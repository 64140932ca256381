//! Home-page recommendation bootstrap.
//!
//! Runs once per page load and picks one of three sources:
//!
//! ```text
//! interactions stored?  ── yes ──▶ InteractionBased  POST /recommend (top_k = 9)
//!        │ no
//! ranked list stored?   ── yes ──▶ CachedRanked      no network call
//!        │ no
//!        └────────────────────────▶ FreshRanked       GET /get_sorted_movies, then persist
//! ```
//!
//! The personalized path neither reads nor writes the persisted ranked list.

use std::sync::Arc;

use serde::Serialize;

use crate::{
    models::{InputKeywords, Movie, RecommendRequest},
    services::{
        backend::RecommendationBackend, catalog::Catalog, interactions::InteractionStore,
        loading::LoadingFlag,
    },
    storage::{ClientStorage, StorageKey},
};

/// Result count requested from the personalized endpoint
pub const RECOMMENDATION_TOP_K: usize = 9;

/// Cap on the "you might also like" list
pub const REMAINING_LIMIT: usize = 21;

const RECOMMEND_FAILED: &str = "Error fetching recommendations";
const SORTED_FAILED: &str = "Error fetching sorted movies";

/// Source of the home-page list, decided once per load
#[derive(Debug, Clone, PartialEq)]
pub enum BootstrapPlan {
    InteractionBased { keywords: InputKeywords },
    CachedRanked(Vec<Movie>),
    FreshRanked,
}

impl BootstrapPlan {
    /// Chooses the plan. `ranked` only matters when there are no interactions.
    pub fn select(interactions: &[Movie], ranked: Option<Vec<Movie>>) -> Self {
        if !interactions.is_empty() {
            return BootstrapPlan::InteractionBased {
                keywords: InputKeywords::from_interactions(interactions),
            };
        }
        match ranked {
            Some(movies) => BootstrapPlan::CachedRanked(movies),
            None => BootstrapPlan::FreshRanked,
        }
    }

    pub fn kind(&self) -> PlanKind {
        match self {
            BootstrapPlan::InteractionBased { .. } => PlanKind::InteractionBased,
            BootstrapPlan::CachedRanked(_) => PlanKind::CachedRanked,
            BootstrapPlan::FreshRanked => PlanKind::FreshRanked,
        }
    }
}

#[derive(Debug, Clone, Copy, Serialize, PartialEq, Eq)]
#[serde(rename_all = "camelCase")]
pub enum PlanKind {
    InteractionBased,
    CachedRanked,
    FreshRanked,
}

/// What the home page shows after bootstrap
#[derive(Debug, Clone, Serialize)]
pub struct HomeFeed {
    pub plan: PlanKind,
    /// The visitor has opened a movie before
    pub user_history: bool,
    pub recommendations: Vec<Movie>,
    /// Message for the visitor when a backend call failed
    pub alert: Option<String>,
}

impl HomeFeed {
    fn new(plan: PlanKind, user_history: bool) -> Self {
        Self {
            plan,
            user_history,
            recommendations: Vec::new(),
            alert: None,
        }
    }

    fn alert(&mut self, message: String) {
        tracing::warn!(alert = %message, "Alerting visitor");
        self.alert = Some(message);
    }
}

/// Catalog movies not already recommended, in catalog order, capped at 21
pub fn remaining_movies(catalog: &Catalog, recommendations: &[Movie]) -> Vec<Movie> {
    catalog
        .movies()
        .iter()
        .filter(|movie| !recommendations.iter().any(|r| r.id == movie.id))
        .take(REMAINING_LIMIT)
        .cloned()
        .collect()
}

#[derive(Clone)]
pub struct RecommendationFlow {
    backend: Arc<dyn RecommendationBackend>,
}

impl RecommendationFlow {
    pub fn new(backend: Arc<dyn RecommendationBackend>) -> Self {
        Self { backend }
    }

    /// Loads the home feed for one visitor. Never fails; problems end up in `alert`.
    pub async fn bootstrap(&self, storage: &ClientStorage, loading: &LoadingFlag) -> HomeFeed {
        let _loading = loading.begin();

        let interactions = InteractionStore::new(storage.clone())
            .read_interactions()
            .await;
        let ranked = if interactions.is_empty() {
            self.read_ranked(storage).await
        } else {
            None
        };

        let plan = BootstrapPlan::select(&interactions, ranked);
        let mut feed = HomeFeed::new(plan.kind(), !interactions.is_empty());

        tracing::info!(
            plan = ?feed.plan,
            interactions = interactions.len(),
            "Bootstrapping recommendations"
        );

        match plan {
            BootstrapPlan::InteractionBased { keywords } => {
                self.personalized(keywords, &mut feed).await
            }
            BootstrapPlan::CachedRanked(movies) => feed.recommendations = movies,
            BootstrapPlan::FreshRanked => self.fresh_ranked(storage, &mut feed).await,
        }

        feed
    }

    async fn read_ranked(&self, storage: &ClientStorage) -> Option<Vec<Movie>> {
        storage
            .read(&StorageKey::RankedMovies)
            .await
            .unwrap_or_else(|e| {
                tracing::error!(error = %e, "Failed to read ranked movies");
                None
            })
    }

    async fn personalized(&self, keywords: InputKeywords, feed: &mut HomeFeed) {
        let request = RecommendRequest {
            input_keywords: keywords,
            top_k: RECOMMENDATION_TOP_K,
        };

        match self.backend.recommend(&request).await {
            Ok(reply) if reply.status.is_success() => {
                match reply.recommendations.into_iter().next() {
                    Some(first) => feed.recommendations = first.results,
                    None => {
                        tracing::error!("Backend returned no recommendation sets");
                        feed.alert(RECOMMEND_FAILED.to_string());
                    }
                }
            }
            Ok(reply) => {
                feed.alert(format!("Error: {}", reply.message.unwrap_or_default()));
            }
            Err(e) => {
                tracing::error!(error = %e, "Error fetching recommendations");
                feed.alert(RECOMMEND_FAILED.to_string());
            }
        }
    }

    async fn fresh_ranked(&self, storage: &ClientStorage, feed: &mut HomeFeed) {
        match self.backend.sorted_movies().await {
            Ok(reply) if reply.status.is_success() => {
                if let Err(e) = storage
                    .write(&StorageKey::RankedMovies, &reply.sorted_movies)
                    .await
                {
                    tracing::error!(error = %e, "Failed to persist ranked movies");
                }
                feed.recommendations = reply.sorted_movies;
            }
            Ok(reply) => {
                tracing::warn!(message = ?reply.message, "Ranked movies request unsuccessful");
            }
            Err(e) => {
                tracing::error!(error = %e, "Error fetching sorted movies");
                feed.alert(SORTED_FAILED.to_string());
            }
        }
    }
}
__________________________________________________
§ TASK TO CARRY OUT
Please output all of the entries without changing a single character.

§ RESPONSE TO THIS EXERCISE
repository 64140932ca256381
//! Home-page recommendation bootstrap.
//!
//! Runs once per page load and picks one of three sources:
//!
//! ```text
//! interactions stored?  ── yes ──▶ InteractionBased  POST /recommend (top_k = 9)
//!        │ no
//! ranked list stored?   ── yes ──▶ CachedRanked      no network call
//!        │ no
//!        └────────────────────────▶ FreshRanked       GET /get_sorted_movies, then persist
//! ```
//!
//! The personalized path neither reads nor writes the persisted ranked list.

use std::sync::Arc;

use serde::Serialize;

use crate::{
    models::{InputKeywords, Movie, RecommendRequest},
    services::{
        backend::RecommendationBackend, catalog::Catalog, interactions::InteractionStore,
        loading::LoadingFlag,
    },
    storage::{ClientStorage, StorageKey},
};

/// Result count requested from the personalized endpoint
pub const RECOMMENDATION_TOP_K: usize = 9;

/// Cap on the "you might also like" list
pub const REMAINING_LIMIT: usize = 21;

const RECOMMEND_FAILED: &str = "Error fetching recommendations";
const SORTED_FAILED: &str = "Error fetching sorted movies";

/// Source of the home-page list, decided once per load
#[derive(Debug, Clone, PartialEq)]
pub enum BootstrapPlan {
    InteractionBased { keywords: InputKeywords },
    CachedRanked(Vec<Movie>),
    FreshRanked,
}

impl BootstrapPlan {
    /// Chooses the plan. `ranked` only matters when there are no interactions.
    pub fn select(interactions: &[Movie], ranked: Option<Vec<Movie>>) -> Self {
        if !interactions.is_empty() {
            return BootstrapPlan::InteractionBased {
                keywords: InputKeywords::from_interactions(interactions),
            };
        }
        match ranked {
            Some(movies) => BootstrapPlan::CachedRanked(movies),
            None => BootstrapPlan::FreshRanked,
        }
    }

    pub fn kind(&self) -> PlanKind {
        match self {
            BootstrapPlan::InteractionBased { .. } => PlanKind::InteractionBased,
            BootstrapPlan::CachedRanked(_) => PlanKind::CachedRanked,
            BootstrapPlan::FreshRanked => PlanKind::FreshRanked,
        }
    }
}

#[derive(Debug, Clone, Copy, Serialize, PartialEq, Eq)]
#[serde(rename_all = "camelCase")]
pub enum PlanKind {
    InteractionBased,
    CachedRanked,
    FreshRanked,
}

/// What the home page shows after bootstrap
#[derive(Debug, Clone, Serialize)]
pub struct HomeFeed {
    pub plan: PlanKind,
    /// The visitor has opened a movie before
    pub user_history: bool,
    pub recommendations: Vec<Movie>,
    /// Message for the visitor when a backend call failed
    pub alert: Option<String>,
}

impl HomeFeed {
    fn new(plan: PlanKind, user_history: bool) -> Self {
        Self {
            plan,
            user_history,
            recommendations: Vec::new(),
            alert: None,
        }
    }

    fn alert(&mut self, message: String) {
        tracing::warn!(alert = %message, "Alerting visitor");
        self.alert = Some(message);
    }
}

/// Catalog movies not already recommended, in catalog order, capped at 21
pub fn remaining_movies(catalog: &Catalog, recommendations: &[Movie]) -> Vec<Movie> {
    catalog
        .movies()
        .iter()
        .filter(|movie| !recommendations.iter().any(|r| r.id == movie.id))
        .take(REMAINING_LIMIT)
        .cloned()
        .collect()
}

#[derive(Clone)]
pub struct RecommendationFlow {
    backend: Arc<dyn RecommendationBackend>,
}

impl RecommendationFlow {
    pub fn new(backend: Arc<dyn RecommendationBackend>) -> Self {
        Self { backend }
    }

    /// Loads the home feed for one visitor. Never fails; problems end up in `alert`.
    pub async fn bootstrap(&self, storage: &ClientStorage, loading: &LoadingFlag) -> HomeFeed {
        let _loading = loading.begin();

        let interactions = InteractionStore::new(storage.clone())
            .read_interactions()
            .await;
        let ranked = if interactions.is_empty() {
            self.read_ranked(storage).await
        } else {
            None
        };

        let plan = BootstrapPlan::select(&interactions, ranked);
        let mut feed = HomeFeed::new(plan.kind(), !interactions.is_empty());

        tracing::info!(
            plan = ?feed.plan,
            interactions = interactions.len(),
            "Bootstrapping recommendations"
        );

        match plan {
            BootstrapPlan::InteractionBased { keywords } => {
                self.personalized(keywords, &mut feed).await
            }
            BootstrapPlan::CachedRanked(movies) => feed.recommendations = movies,
            BootstrapPlan::FreshRanked => self.fresh_ranked(storage, &mut feed).await,
        }

        feed
    }

    async fn read_ranked(&self, storage: &ClientStorage) -> Option<Vec<Movie>> {
        storage
            .read(&StorageKey::RankedMovies)
            .await
            .unwrap_or_else(|e| {
                tracing::error!(error = %e, "Failed to read ranked movies");
                None
            })
    }

    async fn personalized(&self, keywords: InputKeywords, feed: &mut HomeFeed) {
        let request = RecommendRequest {
            input_keywords: keywords,
            top_k: RECOMMENDATION_TOP_K,
        };

        match self.backend.recommend(&request).await {
            Ok(reply) if reply.status.is_success() => {
                match reply.recommendations.into_iter().next() {
                    Some(first) => feed.recommendations = first.results,
                    None => {
                        tracing::error!("Backend returned no recommendation sets");
                        feed.alert(RECOMMEND_FAILED.to_string());
                    }
                }
            }
            Ok(reply) => {
                feed.alert(format!("Error: {}", reply.message.unwrap_or_default()));
            }
            Err(e) => {
                tracing::error!(error = %e, "Error fetching recommendations");
                feed.alert(RECOMMEND_FAILED.to_string());
            }
        }
    }

    async fn fresh_ranked(&self, storage: &ClientStorage, feed: &mut HomeFeed) {
        match self.backend.sorted_movies().await {
            Ok(reply) if reply.status.is_success() => {
                if let Err(e) = storage
                    .write(&StorageKey::RankedMovies, &reply.sorted_movies)
                    .await
                {
                    tracing::error!(error = %e, "Failed to persist ranked movies");
                }
                feed.recommendations = reply.sorted_movies;
            }
            Ok(reply) => {
                tracing::warn!(message = ?reply.message, "Ranked movies request unsuccessful");
            }
            Err(e) => {
                tracing::error!(error = %e, "Error fetching sorted movies");
                feed.alert(SORTED_FAILED.to_string());
            }
        }
    }
}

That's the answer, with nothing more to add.